To investigate the relationships between tumor necrosis factor-alpha (TNF), interleukin-1 beta (IL-1β), soluble thrombomodulin (TM), and disseminated intravascular coagulation (DIC) in patients with systemic inflammatory response syndrome (SIRS), twenty-nine SIRS patients were classified into three groups; 4 patients without DIC, 8 DIC patients who recovered, and 17 DIC patients who did not recover. Serum TNF, IL-1β, and soluble TM were measured on the day of the diagnosis of SIRS, and also on the 1st, 3rd, 5th days.
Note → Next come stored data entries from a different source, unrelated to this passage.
//! Point mutations on a manifest document

use crate::error::{KerplowError, Result};
use serde_json::Value;
use std::fmt;

/// Location of a value inside a manifest, e.g. `scripts.start`
#[derive(Debug, Clone, PartialEq, Eq, Hash)]
pub struct ManifestPath(Vec<String>);

impl ManifestPath {
    pub fn new<I, S>(keys: I) -> Self
    where
        I: IntoIterator<Item = S>,
        S: Into<String>,
    {
        Self(keys.into_iter().map(Into::into).collect())
    }

    pub fn keys(&self) -> &[String] {
        &self.0
    }
}

impl fmt::Display for ManifestPath {
    fn fmt(&self, f: &mut fmt::Formatter<'_>) -> fmt::Result {
        write!(f, "{}", self.0.join("."))
    }
}

#[derive(Debug, Clone, PartialEq)]
pub enum Operation {
    Set(Value),
    Delete,
}

/// A queued manifest edit
#[derive(Debug, Clone, PartialEq)]
pub struct PendingMutation {
    pub path: ManifestPath,
    pub operation: Operation,
}

impl PendingMutation {
    pub fn set(path: ManifestPath, value: impl Into<Value>) -> Self {
        Self {
            path,
            operation: Operation::Set(value.into()),
        }
    }

    pub fn delete(path: ManifestPath) -> Self {
        Self {
            path,
            operation: Operation::Delete,
        }
    }

    /// Shorthand for `scripts.<name> = <command>`
    pub fn script(name: &str, command: &str) -> Self {
        Self::set(ManifestPath::new(["scripts", name]), command)
    }
}

/// Apply one mutation to a parsed document.
///
/// Every key but the last must resolve to an object. For `Set` the parents
/// must exist; for `Delete` a missing parent or key means there is nothing to
/// remove.
pub fn apply_mutation(document: &mut Value, mutation: &PendingMutation) -> Result<()> {
    let path = &mutation.path;
    let is_delete = matches!(mutation.operation, Operation::Delete);

    let invalid = |reason: String| KerplowError::InvalidPath {
        path: path.to_string(),
        reason,
    };

    let (last, parents) = path
        .keys()
        .split_last()
        .ok_or_else(|| invalid("path is empty".to_string()))?;

    let mut cursor = document;
    for key in parents {
        let object = cursor
            .as_object_mut()
            .ok_or_else(|| invalid(format!("parent of `{}` is not an object", key)))?;

        cursor = match object.get_mut(key) {
            Some(value) => value,
            None if is_delete => return Ok(()),
            None => return Err(invalid(format!("`{}` does not exist", key))),
        };
    }

    let object = cursor
        .as_object_mut()
        .ok_or_else(|| invalid(format!("parent of `{}` is not an object", last)))?;

    match &mutation.operation {
        Operation::Set(value) => {
            object.insert(last.clone(), value.clone());
        }
        Operation::Delete => {
            // shift_remove keeps the order of the remaining keys
            object.shift_remove(last);
        }
    }

    Ok(())
}
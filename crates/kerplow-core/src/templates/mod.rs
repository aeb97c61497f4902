//! Template installation
//!
//! This module provides:
//! - Copy jobs from the packaged template tree into a project
//! - The optional root manifest (`template.yaml`) listing shared config files
//! - Route manifest generation for the Express templates

pub mod copier;
pub mod manifest;
pub mod routes;

pub use copier::{copy_file, TemplateCopyJob, TemplateInstaller};
pub use manifest::{RootManifest, SharedFile};
pub use routes::{
    discover_routes, render_routes, write_route_manifest, RouteModule, ROUTE_MANIFEST,
};
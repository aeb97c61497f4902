//! Runtime checks and external processes
//!
//! This module provides:
//! - Package manager detection
//! - Package manager invocation and the dependency installer
//! - The self-removal step run at the end of a scaffold
//! - Shell detection for git-based file discovery

pub mod check;
pub mod package_manager;
pub mod self_removal;
pub mod shell;

pub use check::{check_runtimes, RuntimeInfo};
pub use package_manager::{
    CommandRunner, DependencyInstaller, DependencyKind, DependencySet, EmptySetPolicy, Invocation,
    PackageManager, SystemRunner,
};
pub use self_removal::{remove_self, SelfRemovalReport};
pub use shell::Shell;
All of the DIC patients had multiple organ dysfunction syndrome (MODS) and the number of the dysfunctioning organs showed significant differences between the groups (p = .0017). All of the patients who did not recover from DIC died. The serum soluble TM level was higher in the patients without DIC recovery than in either the DIC recovery patients or the non DIC patients throughout the study period. In DIC patients who did not recover, there were significant correlations between soluble TM and TNF (r 2 = 0.205, p = .0003) or IL-1β (r 2 = 0.157, p = .0036). In conclusion, the DIC being associated with endothelial injury is an important pathogenetic factor for MODS and is a main determinant of the outcome of SIRS patients. TNF and IL-1β might be involved in the cause of this endothelial injury. The soluble TM is a good predictor of organ dysfunction and also of a poor prognosis.